Não é só na partilha do orçamento que vamos mal, embora tenhamos dois ministros e Itaipu. A prova está aí: vejam com que seriedade é encarada a candidatura presidencial do governador. Ele também tem parte da culpa, mas a nossa mediocridade de conjunto pesa. E não há esperança, o que é pior, que tenhamos quadros para mudar essa contingência.

Funil

Mobilidade urbana na avenida Cândido de Abreu é imposível: o tráfego da zona norte cai todo, a partir do Centro Cívico, naquela rua. Um ônibus linha Ahú-Los Angeles levou 20 minutos do primeiro ponto até o Shopping Mueller. Aí vem a picaretagem da Copa de 2014 sugerindo que até lá se resolve tudo.

Infraestrutura

Fala-se em PAC e o Brasil está mal de infraestrutura como se viu ontem na BR-116, sentido São Paulo-Curitiba, com a interdição da ponte sobre o Pardinho. A antiga BR-2 tem pouco mais de 50 anos, à exceção da parte duplicada, que é bem mais recente, e está reclamando reengenharia. A bem da verdade movimento nas encostas obrigou a construção de reforços, custo de viaduto, em vários pontos. O rio Azeite, antes de Jacupiranga, saiu do leito, com a mudança do regime de águas (a diretriz da rodovia era sobre uma área virgem em que jamais o homem puzera o pé) e isso obrigou a uma série de obras de arte.

Mistério

Ainda sobre a área do acidente: há um conflito não resolvido de fronteira entre Paraná e São Paulo. Houve época em que a fiscalização de rendas dos dois Estados ferravam os mesmos contribuintes. A cidade de Barra do Turvo, um dos bolsões de subdesenvolvimento paulista, verdadeiro nordeste da Ribeira, foi um desses cenários.
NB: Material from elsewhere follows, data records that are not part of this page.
//! Configuration types for the client.
//!
//! [`S3Config`] is validated once when built and is read-only afterwards.
//! Endpoint selection and addressing style live in [`endpoints`].

pub mod endpoints;

pub use endpoints::{AddressingStyle, EndpointSet};

use crate::credentials::AwsCredentials;
use crate::error::{ConfigurationError, S3Error};
use crate::resilience::RetryConfig;
use std::time::Duration;
use url::Url;

/// Smallest part size the service accepts for non-final parts.
pub const MIN_PART_SIZE: u64 = 5 * 1024 * 1024;
/// Largest part size the service accepts.
pub const MAX_PART_SIZE: u64 = 5 * 1024 * 1024 * 1024;

/// Configuration for the client.
#[derive(Clone)]
pub struct S3Config {
    /// Ordered base endpoints.
    pub endpoints: Vec<Url>,

    /// Bucket addressing style.
    ///
    /// Path: `https://endpoint/bucket/key`
    /// Virtual-hosted: `https://bucket.endpoint/key`
    pub addressing_style: AddressingStyle,

    /// Signing region (e.g., "us-east-1").
    pub region: String,

    /// Credentials; signing fails without them.
    pub credentials: Option<AwsCredentials>,

    /// Connection timeout per attempt.
    pub connect_timeout: Duration,

    /// Read timeout per attempt.
    pub read_timeout: Duration,

    /// Deadline for one logical call across all of its retries.
    pub operation_timeout: Duration,

    /// Retry policy settings.
    pub retry: RetryConfig,

    /// Maximum idle pooled connections per host.
    pub max_connections: usize,

    /// Idle timeout for pooled connections.
    pub idle_timeout: Duration,

    /// Verify TLS certificates.
    pub verify_ssl: bool,

    /// User-Agent header value.
    pub user_agent: String,

    /// Object size from which the high-level upload switches to multipart.
    pub multipart_threshold: u64,

    /// Default part size for multipart uploads.
    pub multipart_part_size: u64,

    /// Default number of parts uploaded concurrently.
    pub multipart_concurrency: usize,
}

impl std::fmt::Debug for S3Config {
    fn fmt(&self, f: &mut std::fmt::Formatter<'_>) -> std::fmt::Result {
        f.debug_struct("S3Config")
            .field("endpoints", &self.endpoints)
            .field("addressing_style", &self.addressing_style)
            .field("region", &self.region)
            .field("credentials", &self.credentials)
            .field("connect_timeout", &self.connect_timeout)
            .field("read_timeout", &self.read_timeout)
            .field("operation_timeout", &self.operation_timeout)
            .field("retry", &self.retry)
            .field("multipart_part_size", &self.multipart_part_size)
            .field("multipart_concurrency", &self.multipart_concurrency)
            .finish_non_exhaustive()
    }
}

fn default_endpoint(region: &str) -> Result<Url, ConfigurationError> {
    let raw = format!("https://s3.{}.amazonaws.com", region);
    Url::parse(&raw).map_err(|e| ConfigurationError::InvalidEndpoint {
        url: raw,
        details: e.to_string(),
    })
}

impl Default for S3Config {
    fn default() -> Self {
        Self {
            endpoints: default_endpoint("us-east-1").into_iter().collect(),
            addressing_style: AddressingStyle::Path,
            region: "us-east-1".to_string(),
            credentials: None,
            connect_timeout: Duration::from_secs(10),
            read_timeout: Duration::from_secs(60),
            operation_timeout: Duration::from_secs(300),
            retry: RetryConfig::default(),
            max_connections: 100,
            idle_timeout: Duration::from_secs(90),
            verify_ssl: true,
            user_agent: format!("s3-compat-integration/{}", env!("CARGO_PKG_VERSION")),
            multipart_threshold: 16 * 1024 * 1024,
            multipart_part_size: 8 * 1024 * 1024,
            multipart_concurrency: 4,
        }
    }
}

impl S3Config {
    /// Create a configuration builder.
    pub fn builder() -> S3ConfigBuilder {
        S3ConfigBuilder::new()
    }

    /// Build the endpoint set for this configuration.
    pub fn endpoint_set(&self) -> Result<EndpointSet, ConfigurationError> {
        EndpointSet::new(self.endpoints.clone())
    }
}

/// Builder for [`S3Config`].
#[derive(Default)]
pub struct S3ConfigBuilder {
    endpoints: Vec<Url>,
    invalid_endpoint: Option<ConfigurationError>,
    addressing_style: Option<AddressingStyle>,
    region: Option<String>,
    credentials: Option<AwsCredentials>,
    connect_timeout: Option<Duration>,
    read_timeout: Option<Duration>,
    operation_timeout: Option<Duration>,
    retry: Option<RetryConfig>,
    max_retries: Option<u32>,
    max_connections: Option<usize>,
    idle_timeout: Option<Duration>,
    verify_ssl: Option<bool>,
    user_agent: Option<String>,
    multipart_threshold: Option<u64>,
    multipart_part_size: Option<u64>,
    multipart_concurrency: Option<usize>,
}

impl S3ConfigBuilder {
    /// Create a new builder.
    pub fn new() -> Self {
        Self::default()
    }

    /// Add an endpoint. Parse failures are reported by [`build`](Self::build).
    pub fn endpoint(mut self, endpoint: impl AsRef<str>) -> Self {
        match Url::parse(endpoint.as_ref()) {
            Ok(url) => self.endpoints.push(url),
            Err(e) => {
                self.invalid_endpoint.get_or_insert(ConfigurationError::InvalidEndpoint {
                    url: endpoint.as_ref().to_string(),
                    details: e.to_string(),
                });
            }
        }
        self
    }

    /// Add a parsed endpoint.
    pub fn endpoint_url(mut self, endpoint: Url) -> Self {
        self.endpoints.push(endpoint);
        self
    }

    /// Set the addressing style.
    pub fn addressing_style(mut self, style: AddressingStyle) -> Self {
        self.addressing_style = Some(style);
        self
    }

    /// Shorthand for virtual-hosted (`true`) or path (`false`) addressing.
    pub fn virtual_hosted(self, enabled: bool) -> Self {
        self.addressing_style(if enabled {
            AddressingStyle::VirtualHosted
        } else {
            AddressingStyle::Path
        })
    }

    /// Set the signing region.
    pub fn region(mut self, region: impl Into<String>) -> Self {
        self.region = Some(region.into());
        self
    }

    /// Set the credentials.
    pub fn credentials(mut self, credentials: AwsCredentials) -> Self {
        self.credentials = Some(credentials);
        self
    }

    /// Set the connection timeout.
    pub fn connect_timeout(mut self, timeout: Duration) -> Self {
        self.connect_timeout = Some(timeout);
        self
    }

    /// Set the per-attempt read timeout.
    pub fn read_timeout(mut self, timeout: Duration) -> Self {
        self.read_timeout = Some(timeout);
        self
    }

    /// Set the per-call deadline.
    pub fn operation_timeout(mut self, timeout: Duration) -> Self {
        self.operation_timeout = Some(timeout);
        self
    }

    /// Replace the retry configuration.
    pub fn retry(mut self, retry: RetryConfig) -> Self {
        self.retry = Some(retry);
        self
    }

    /// Set the maximum number of retries.
    pub fn max_retries(mut self, retries: u32) -> Self {
        self.max_retries = Some(retries);
        self
    }

    /// Set the maximum idle connections per host.
    pub fn max_connections(mut self, connections: usize) -> Self {
        self.max_connections = Some(connections);
        self
    }

    /// Set the idle timeout for pooled connections.
    pub fn idle_timeout(mut self, timeout: Duration) -> Self {
        self.idle_timeout = Some(timeout);
        self
    }

    /// Set whether to verify TLS certificates.
    pub fn verify_ssl(mut self, verify: bool) -> Self {
        self.verify_ssl = Some(verify);
        self
    }

    /// Set the User-Agent header.
    pub fn user_agent(mut self, user_agent: impl Into<String>) -> Self {
        self.user_agent = Some(user_agent.into());
        self
    }

    /// Set the multipart threshold.
    pub fn multipart_threshold(mut self, threshold: u64) -> Self {
        self.multipart_threshold = Some(threshold);
        self
    }

    /// Set the multipart part size.
    pub fn multipart_part_size(mut self, size: u64) -> Self {
        self.multipart_part_size = Some(size);
        self
    }

    /// Set the multipart concurrency.
    pub fn multipart_concurrency(mut self, concurrency: usize) -> Self {
        self.multipart_concurrency = Some(concurrency);
        self
    }

    /// Load settings from environment variables.
    ///
    /// Explicitly set values take precedence only if set after this call.
    pub fn from_env(mut self) -> Self {
        if let Ok(region) = std::env::var("AWS_REGION") {
            self.region = Some(region);
        } else if let Ok(region) = std::env::var("AWS_DEFAULT_REGION") {
            self.region = Some(region);
        }

        if let Ok(list) = std::env::var("S3_ENDPOINTS") {
            for endpoint in list.split(',').map(str::trim).filter(|s| !s.is_empty()) {
                self = self.endpoint(endpoint);
            }
        } else if let Ok(endpoint) = std::env::var("AWS_ENDPOINT_URL_S3") {
            self = self.endpoint(endpoint);
        }

        if let Ok(val) = std::env::var("S3_VIRTUAL_HOST") {
            self = self.virtual_hosted(val.eq_ignore_ascii_case("true"));
        }
        if let Ok(val) = std::env::var("S3_MAX_RETRIES") {
            if let Ok(retries) = val.parse() {
                self.max_retries = Some(retries);
            }
        }
        if let Ok(val) = std::env::var("S3_TIMEOUT_SECS") {
            if let Ok(secs) = val.parse() {
                self.operation_timeout = Some(Duration::from_secs(secs));
            }
        }

        if let Some(credentials) = AwsCredentials::from_env() {
            self.credentials = Some(credentials);
        }

        self
    }

    /// Validate and build the configuration.
    pub fn build(self) -> Result<S3Config, S3Error> {
        if let Some(err) = self.invalid_endpoint {
            return Err(err.into());
        }
        let defaults = S3Config::default();
        let region = self.region.unwrap_or(defaults.region);

        let endpoints = if self.endpoints.is_empty() {
            vec![default_endpoint(&region)?]
        } else {
            self.endpoints
        };
        EndpointSet::new(endpoints.clone())?;

        let multipart_part_size = self.multipart_part_size.unwrap_or(defaults.multipart_part_size);
        if !(MIN_PART_SIZE..=MAX_PART_SIZE).contains(&multipart_part_size) {
            return Err(ConfigurationError::InvalidValue {
                field: "multipart_part_size",
                message: format!(
                    "must be between {} and {} bytes",
                    MIN_PART_SIZE, MAX_PART_SIZE
                ),
            }
            .into());
        }

        let multipart_concurrency = self
            .multipart_concurrency
            .unwrap_or(defaults.multipart_concurrency);
        if multipart_concurrency == 0 {
            return Err(ConfigurationError::InvalidValue {
                field: "multipart_concurrency",
                message: "must be at least 1".to_string(),
            }
            .into());
        }

        let mut retry = self.retry.unwrap_or(defaults.retry);
        if let Some(max_retries) = self.max_retries {
            retry.max_retries = max_retries;
        }
        if retry.backoff_multiplier < 1.0 {
            return Err(ConfigurationError::InvalidValue {
                field: "retry.backoff_multiplier",
                message: "must be at least 1.0".to_string(),
            }
            .into());
        }

        Ok(S3Config {
            endpoints,
            addressing_style: self.addressing_style.unwrap_or(defaults.addressing_style),
            region,
            credentials: self.credentials,
            connect_timeout: self.connect_timeout.unwrap_or(defaults.connect_timeout),
            read_timeout: self.read_timeout.unwrap_or(defaults.read_timeout),
            operation_timeout: self.operation_timeout.unwrap_or(defaults.operation_timeout),
            retry,
            max_connections: self.max_connections.unwrap_or(defaults.max_connections),
            idle_timeout: self.idle_timeout.unwrap_or(defaults.idle_timeout),
            verify_ssl: self.verify_ssl.unwrap_or(defaults.verify_ssl),
            user_agent: self.user_agent.unwrap_or(defaults.user_agent),
            multipart_threshold: self.multipart_threshold.unwrap_or(defaults.multipart_threshold),
            multipart_part_size,
            multipart_concurrency,
        })
    }
}

#[cfg(test)]
mod tests {
    use super::*;

    #[test]
    fn test_default_config() {
        let config = S3Config::default();
        assert_eq!(config.region, "us-east-1");
        assert_eq!(config.endpoints.len(), 1);
        assert_eq!(config.addressing_style, AddressingStyle::Path);
        assert!(config.credentials.is_none());
        assert_eq!(config.retry.max_retries, 3);
    }

    #[test]
    fn test_builder() {
        let config = S3Config::builder()
            .endpoint("http://10.0.0.1:9020")
            .endpoint("http://10.0.0.2:9020")
            .virtual_hosted(true)
            .region("eu-west-1")
            .credentials(AwsCredentials::new("AKID", "SECRET"))
            .max_retries(5)
            .operation_timeout(Duration::from_secs(30))
            .build()
            .unwrap();

        assert_eq!(config.endpoints.len(), 2);
        assert_eq!(config.addressing_style, AddressingStyle::VirtualHosted);
        assert_eq!(config.region, "eu-west-1");
        assert_eq!(config.retry.max_retries, 5);
        assert_eq!(config.operation_timeout, Duration::from_secs(30));
        assert_eq!(config.endpoint_set().unwrap().len(), 2);
    }

    #[test]
    fn test_default_endpoint_follows_region() {
        let config = S3Config::builder().region("ap-south-1").build().unwrap();
        assert_eq!(
            config.endpoints[0].as_str(),
            "https://s3.ap-south-1.amazonaws.com/"
        );
    }

    #[test]
    fn test_invalid_endpoint_reported_at_build() {
        let result = S3Config::builder().endpoint("not a url").build();
        assert!(matches!(
            result,
            Err(S3Error::Configuration(ConfigurationError::InvalidEndpoint { .. }))
        ));
    }

    #[test]
    fn test_invalid_part_size() {
        let result = S3Config::builder().multipart_part_size(1024).build();
        assert!(matches!(
            result,
            Err(S3Error::Configuration(ConfigurationError::InvalidValue {
                field: "multipart_part_size",
                ..
            }))
        ));
    }
}
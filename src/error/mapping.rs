//! Classification of service-reported errors.

use super::{S3Error, ServiceError};
use std::time::Duration;

/// Well-known service error codes.
pub mod codes {
    /// Bucket does not exist.
    pub const NO_SUCH_BUCKET: &str = "NoSuchBucket";
    /// Key does not exist.
    pub const NO_SUCH_KEY: &str = "NoSuchKey";
    /// Multipart upload does not exist.
    pub const NO_SUCH_UPLOAD: &str = "NoSuchUpload";
    /// Version does not exist.
    pub const NO_SUCH_VERSION: &str = "NoSuchVersion";
    /// Bucket name taken by another account.
    pub const BUCKET_ALREADY_EXISTS: &str = "BucketAlreadyExists";
    /// Bucket already created by the caller.
    pub const BUCKET_ALREADY_OWNED_BY_YOU: &str = "BucketAlreadyOwnedByYou";
    /// Bucket still has objects.
    pub const BUCKET_NOT_EMPTY: &str = "BucketNotEmpty";
    /// Bucket has no CORS configuration.
    pub const NO_SUCH_CORS_CONFIGURATION: &str = "NoSuchCORSConfiguration";
    /// Bucket has no lifecycle configuration.
    pub const NO_SUCH_LIFECYCLE_CONFIGURATION: &str = "NoSuchLifecycleConfiguration";
    /// Completion referenced a part the service does not know.
    pub const INVALID_PART: &str = "InvalidPart";
    /// Completion listed parts out of order.
    pub const INVALID_PART_ORDER: &str = "InvalidPartOrder";
    /// Requested range cannot be satisfied.
    pub const INVALID_RANGE: &str = "InvalidRange";
    /// Service asks the client to reduce its request rate.
    pub const SLOW_DOWN: &str = "SlowDown";

    /// Codes that signal rate limiting regardless of HTTP status.
    pub const THROTTLE_CODES: &[&str] = &[
        SLOW_DOWN,
        "Throttling",
        "ThrottlingException",
        "RequestLimitExceeded",
        "TooManyRequests",
        "RequestThrottled",
    ];
}

/// Error document decoded from a failed response.
#[derive(Debug, Clone, Default, PartialEq, Eq)]
pub struct ErrorEnvelope {
    /// Machine-readable code, e.g. `NoSuchKey`. Empty when synthetic.
    pub code: String,
    /// Human-readable message.
    pub message: String,
    /// Resource the error refers to (bucket, key or path).
    pub resource: Option<String>,
    /// Service request ID.
    pub request_id: Option<String>,
    /// Extended host ID.
    pub host_id: Option<String>,
}

impl ErrorEnvelope {
    /// Envelope for a failed response that carried no decodable error body.
    pub fn synthetic() -> Self {
        Self::default()
    }

    /// Whether this envelope was synthesized from the status alone.
    pub fn is_synthetic(&self) -> bool {
        self.code.is_empty()
    }
}

/// Map a failed response to the error kind the retry policy acts on.
///
/// Throttling is recognized by status 429 or by code; other 5xx statuses are
/// server errors and everything else is a client error.
pub fn classify_service_error(
    status: u16,
    envelope: ErrorEnvelope,
    retry_after: Option<Duration>,
) -> S3Error {
    let throttled =
        status == 429 || codes::THROTTLE_CODES.contains(&envelope.code.as_str());
    let error = ServiceError::new(status, envelope).with_retry_after(retry_after);

    if throttled {
        S3Error::Throttle(error)
    } else if status >= 500 {
        S3Error::Server(error)
    } else {
        S3Error::Client(error)
    }
}

/// Parse a `Retry-After` header given in seconds.
pub fn parse_retry_after(value: Option<&str>) -> Option<Duration> {
    value
        .and_then(|v| v.trim().parse::<u64>().ok())
        .map(Duration::from_secs)
}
Há muito tempo.

Opção

Entre o twitter e o BBB, por incrível que pareça, este é mais interessante. Muitos jornalistas agora, em lugar de checar o noticiário, se ligam no twitter. Imaginem a sensaboria que deve ser o do Beto Richa, empolado e formal. Mil vezes o do Requião que leva a grosseria à sublimidade.

Aeticismo

Andamos tão distraídos que de repente sai um institucional de banco envolvido no mensalão como prova de lealdade e eficiência.

PF

Uma constante nos últimos governos é ter delegados da Polícia Federal. Isso se deu com Lerner e Requião e ocorre com o Beto Richa com o Franceschini. No primeiro governo Requião o secretário de Segurança era da PF e com pretensão a fazer carreira política: o Moacir Favetti. Momentos agudos foram o do caso das bruxas de Guaratuba e o conflito do MST e Polícia Militar em Campo Bonito com saldo de quatro mortes, três PMs e o lider sem terra Teixeirinha.